**Exercise instructions:** Going through the lines below, tally those that include "last", and give only the number.

***** Data excerpts *****

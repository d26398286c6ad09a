//! Epoch-aligned, fixed-width time buckets.
//!
//! A bucket is the half-open interval `[start, start + width)` where `start`
//! is a multiple of `width` seconds counted from the Unix epoch. Alignment to
//! the epoch (never to a query's start) is what lets two different but
//! overlapping queries share cache entries.

use std::cmp::Ordering;
use std::hash::{Hash, Hasher};
use std::time::Duration;

use chrono::{DateTime, TimeDelta, Utc};
use tranche_types::TrancheError;

/// Validated bucket width in whole seconds.
#[derive(Debug, Clone, Copy, PartialEq, Eq, Hash)]
pub struct BucketWidth {
    secs: i64,
    delta: TimeDelta,
}

impl BucketWidth {
    /// Width of `secs` seconds.
    ///
    /// # Errors
    /// Returns `InvalidArg` if `secs` is not positive or too large to be
    /// represented as a time delta.
    pub fn from_secs(secs: i64) -> Result<Self, TrancheError> {
        if secs <= 0 {
            return Err(TrancheError::InvalidArg(format!(
                "bucket width must be positive, got {secs}s"
            )));
        }
        let delta = TimeDelta::try_seconds(secs).ok_or_else(|| {
            TrancheError::InvalidArg(format!("bucket width {secs}s is out of range"))
        })?;
        Ok(Self { secs, delta })
    }

    /// Width from a `Duration` that must be a whole number of seconds.
    ///
    /// # Errors
    /// Returns `InvalidArg` for zero, fractional or out-of-range durations.
    pub fn from_duration(d: Duration) -> Result<Self, TrancheError> {
        if d.subsec_nanos() != 0 {
            return Err(TrancheError::InvalidArg(format!(
                "bucket width must be a whole number of seconds, got {d:?}"
            )));
        }
        let secs = i64::try_from(d.as_secs())
            .map_err(|_| TrancheError::InvalidArg(format!("bucket width {d:?} is out of range")))?;
        Self::from_secs(secs)
    }

    /// Width in seconds.
    #[must_use]
    pub const fn as_secs(self) -> i64 {
        self.secs
    }

    /// Width as a `Duration`.
    #[must_use]
    pub const fn as_duration(self) -> Duration {
        Duration::from_secs(self.secs.unsigned_abs())
    }
}

impl TryFrom<Duration> for BucketWidth {
    type Error = TrancheError;

    fn try_from(d: Duration) -> Result<Self, Self::Error> {
        Self::from_duration(d)
    }
}

/// One epoch-aligned half-open interval `[start, end)`.
///
/// Equality, ordering and hashing consider `start` only.
#[derive(Debug, Clone, Copy)]
pub struct Bucket {
    start: DateTime<Utc>,
    end: DateTime<Utc>,
}

impl Bucket {
    fn aligned(start_secs: i64, width: BucketWidth) -> Result<Self, TrancheError> {
        let start = DateTime::from_timestamp(start_secs, 0).ok_or_else(out_of_range)?;
        let end = start
            .checked_add_signed(width.delta)
            .ok_or_else(out_of_range)?;
        Ok(Self { start, end })
    }

    /// Inclusive start of the bucket.
    #[must_use]
    pub const fn start(&self) -> DateTime<Utc> {
        self.start
    }

    /// Exclusive end of the bucket.
    #[must_use]
    pub const fn end(&self) -> DateTime<Utc> {
        self.end
    }

    /// True if `t` falls in `[start, end)`.
    #[must_use]
    pub fn contains(&self, t: DateTime<Utc>) -> bool {
        self.start <= t && t < self.end
    }

    /// True while the bucket's end has not passed (`end >= now`).
    ///
    /// An open bucket may still receive new upstream data.
    #[must_use]
    pub fn is_open_at(&self, now: DateTime<Utc>) -> bool {
        self.end >= now
    }

    /// The bucket immediately following this one.
    ///
    /// # Errors
    /// Returns `InvalidArg` if the next bucket would leave the representable
    /// UTC range.
    pub fn next(&self) -> Result<Self, TrancheError> {
        let width = self.end - self.start;
        let end = self.end.checked_add_signed(width).ok_or_else(out_of_range)?;
        Ok(Self {
            start: self.end,
            end,
        })
    }
}

impl PartialEq for Bucket {
    fn eq(&self, other: &Self) -> bool {
        self.start == other.start
    }
}
impl Eq for Bucket {}

impl Hash for Bucket {
    fn hash<H: Hasher>(&self, state: &mut H) {
        self.start.hash(state);
    }
}

impl PartialOrd for Bucket {
    fn partial_cmp(&self, other: &Self) -> Option<Ordering> {
        Some(self.cmp(other))
    }
}
impl Ord for Bucket {
    fn cmp(&self, other: &Self) -> Ordering {
        self.start.cmp(&other.start)
    }
}

fn out_of_range() -> TrancheError {
    TrancheError::InvalidArg("bucket boundary outside the representable UTC range".into())
}

/// Return the unique bucket of `width` whose interval contains `t`.
///
/// The start is `floor(t / width) * width` in Unix seconds; instants before
/// the epoch round towards negative infinity, so the result never depends on
/// the caller, the process, or the local timezone.
///
/// # Errors
/// Returns `InvalidArg` if the bucket boundaries are not representable.
pub fn bucket_containing(t: DateTime<Utc>, width: BucketWidth) -> Result<Bucket, TrancheError> {
    let w = width.as_secs();
    let start_secs = t
        .timestamp()
        .div_euclid(w)
        .checked_mul(w)
        .ok_or_else(out_of_range)?;
    Bucket::aligned(start_secs, width)
}

/// Return every bucket overlapping `[start, end)`, in chronological order.
///
/// The first bucket contains `start`; buckets are appended until one ends at
/// or after `end`. The result covers the range without gaps and with the
/// minimal number of buckets.
///
/// # Errors
/// Returns `InvalidRange` if `end <= start`, or `InvalidArg` if a boundary is
/// not representable.
pub fn buckets_overlapping(
    start: DateTime<Utc>,
    end: DateTime<Utc>,
    width: BucketWidth,
) -> Result<Vec<Bucket>, TrancheError> {
    if end <= start {
        return Err(TrancheError::invalid_range(start, end));
    }
    let mut current = bucket_containing(start, width)?;
    let mut buckets = vec![current];
    while current.end() < end {
        current = current.next()?;
        buckets.push(current);
    }
    Ok(buckets)
}

/// Number of buckets [`buckets_overlapping`] would return, without
/// materialising them.
///
/// # Errors
/// Returns `InvalidRange` if `end <= start`.
pub fn bucket_count(
    start: DateTime<Utc>,
    end: DateTime<Utc>,
    width: BucketWidth,
) -> Result<u64, TrancheError> {
    if end <= start {
        return Err(TrancheError::invalid_range(start, end));
    }
    let w = width.as_secs();
    let first = start.timestamp().div_euclid(w);
    let e = end.timestamp();
    // an end exactly on a boundary does not open the next bucket
    let last = if end.timestamp_subsec_nanos() == 0 && e.rem_euclid(w) == 0 {
        e.div_euclid(w) - 1
    } else {
        e.div_euclid(w)
    };
    Ok((last - first).unsigned_abs() + 1)
}

#[cfg(test)]
mod tests {
    use super::*;
    use chrono::TimeZone;

    const DAY: i64 = 86_400;

    fn week() -> BucketWidth {
        BucketWidth::from_secs(7 * DAY).unwrap()
    }

    #[test]
    fn aligns_to_epoch_multiples() {
        // 1970-01-01 was a Thursday; weekly buckets start on Thursdays.
        let t = Utc.with_ymd_and_hms(2024, 1, 3, 15, 30, 0).unwrap();
        let b = bucket_containing(t, week()).unwrap();
        assert_eq!(b.start().timestamp() % (7 * DAY), 0);
        assert!(b.contains(t));
        assert_eq!(b.start(), Utc.with_ymd_and_hms(2023, 12, 28, 0, 0, 0).unwrap());
        assert_eq!(b.end(), Utc.with_ymd_and_hms(2024, 1, 4, 0, 0, 0).unwrap());
    }

    #[test]
    fn pre_epoch_instants_floor_downwards() {
        let t = DateTime::from_timestamp(-1, 0).unwrap();
        let b = bucket_containing(t, week()).unwrap();
        assert_eq!(b.start().timestamp(), -7 * DAY);
        assert_eq!(b.end().timestamp(), 0);
    }

    #[test]
    fn sub_second_instant_stays_in_its_bucket() {
        let edge = DateTime::from_timestamp(7 * DAY - 1, 999_999_999).unwrap();
        let b = bucket_containing(edge, week()).unwrap();
        assert_eq!(b.start().timestamp(), 0);
        assert!(b.contains(edge));
    }

    #[test]
    fn boundary_instant_starts_new_bucket() {
        let t = DateTime::from_timestamp(7 * DAY, 0).unwrap();
        let b = bucket_containing(t, week()).unwrap();
        assert_eq!(b.start(), t);
    }

    #[test]
    fn rejects_empty_and_inverted_ranges() {
        let t = DateTime::from_timestamp(10 * DAY, 0).unwrap();
        let e = buckets_overlapping(t, t, week()).unwrap_err();
        assert!(matches!(e, TrancheError::InvalidRange { .. }));
        let earlier = DateTime::from_timestamp(DAY, 0).unwrap();
        assert!(buckets_overlapping(t, earlier, week()).is_err());
    }

    #[test]
    fn range_ending_on_boundary_does_not_spill_over() {
        let start = DateTime::from_timestamp(0, 0).unwrap();
        let end = DateTime::from_timestamp(14 * DAY, 0).unwrap();
        let buckets = buckets_overlapping(start, end, week()).unwrap();
        assert_eq!(buckets.len(), 2);
        assert_eq!(buckets[1].end(), end);
    }

    #[test]
    fn count_matches_materialised_buckets() {
        let start = DateTime::from_timestamp(DAY, 0).unwrap();
        let on_boundary = DateTime::from_timestamp(14 * DAY, 0).unwrap();
        let past_boundary = DateTime::from_timestamp(14 * DAY, 1).unwrap();
        assert_eq!(bucket_count(start, on_boundary, week()).unwrap(), 2);
        assert_eq!(bucket_count(start, past_boundary, week()).unwrap(), 3);
        assert!(bucket_count(start, start, week()).is_err());
    }

    #[test]
    fn equality_ignores_end() {
        let a = bucket_containing(DateTime::from_timestamp(0, 0).unwrap(), week()).unwrap();
        let day = BucketWidth::from_secs(DAY).unwrap();
        let b = bucket_containing(DateTime::from_timestamp(0, 0).unwrap(), day).unwrap();
        assert_eq!(a, b);
    }

    #[test]
    fn width_validation() {
        assert!(BucketWidth::from_secs(0).is_err());
        assert!(BucketWidth::from_secs(-5).is_err());
        assert!(BucketWidth::from_duration(Duration::from_millis(1_500)).is_err());
        assert_eq!(
            BucketWidth::from_duration(Duration::from_secs(60))
                .unwrap()
                .as_secs(),
            60
        );
    }
}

*****

**Answer section:** 2